- Born: Mark Joseph Ubalde 8 January 1986 Philippines
- Died: 1 April 2019 (aged 33) Bonifacio Global City, Taguig, Philippines
- Employer: GMA News TV

= Joseph Ubalde =

Filipino online journalist and web trainer (1986–2019)

Joseph Ubalde or Mark Joseph H. Ubalde (8 January 1986 – 1 April 2019) was a Filipino online journalist and web trainer.

== Biography ==
He used to be the weather presenter for TV5's morning show, Good Morning Club, as well as Andar ng mga Balita, Aksyon News Alerts, and Balitang 60. He also headed News5 Everywhere as its content manager from 2013–2016 and was responsible for increasing its visibility online. He won two online journalism awards for his articles on absentee mothers and overseas Filipinos.

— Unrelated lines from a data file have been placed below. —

//! Byte-count snapshot of the dynamic section and its string table,
//! taken before an edit so the write pipeline can ask how much each
//! structure grew or shrank.

use crate::dynamic::DynamicSection;
use crate::word::Class;

/// Snapshot plus pure signed-delta queries. Holds no reference to the
/// section; deltas are computed against whatever section is passed in,
/// which must have the same class the snapshot was taken with.
#[derive(Clone, Copy, Debug)]
pub struct FileOffsetChanges {
    original_dynamic_section_byte_count: usize,
    original_string_table_byte_count: usize,
    class: Class,
}

impl FileOffsetChanges {
    /// Capture the current byte counts of `section`.
    pub fn set_original_sizes(section: &DynamicSection, class: Class) -> Self {
        Self {
            original_dynamic_section_byte_count: section.byte_count(class),
            original_string_table_byte_count: section.string_table().byte_count(),
            class,
        }
    }

    pub fn class(&self) -> Class {
        self.class
    }

    /// Signed growth of the dynamic section entry array.
    pub fn dynamic_section_changes_offset(&self, section: &DynamicSection) -> i64 {
        section.byte_count(self.class) as i64 - self.original_dynamic_section_byte_count as i64
    }

    /// Signed growth of the dynamic string table.
    pub fn dynamic_string_table_changes_offset(&self, section: &DynamicSection) -> i64 {
        section.string_table().byte_count() as i64 - self.original_string_table_byte_count as i64
    }

    /// Combined growth of both structures.
    pub fn global_changes_offset(&self, section: &DynamicSection) -> i64 {
        self.dynamic_section_changes_offset(section)
            + self.dynamic_string_table_changes_offset(section)
    }
}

Before working for TV5, he was a Senior News Producer for GMANewsTV and briefly worked for VERA Files under his former teachers from the University of the Philippines - Diliman.

He was discovered dead in the bathroom of his hotel room in Bonifacio Global City on April 1, 2019. He had been battling depression, having been clinically diagnosed with it in 2016. He also made a video about the condition one evening in late March, before his death.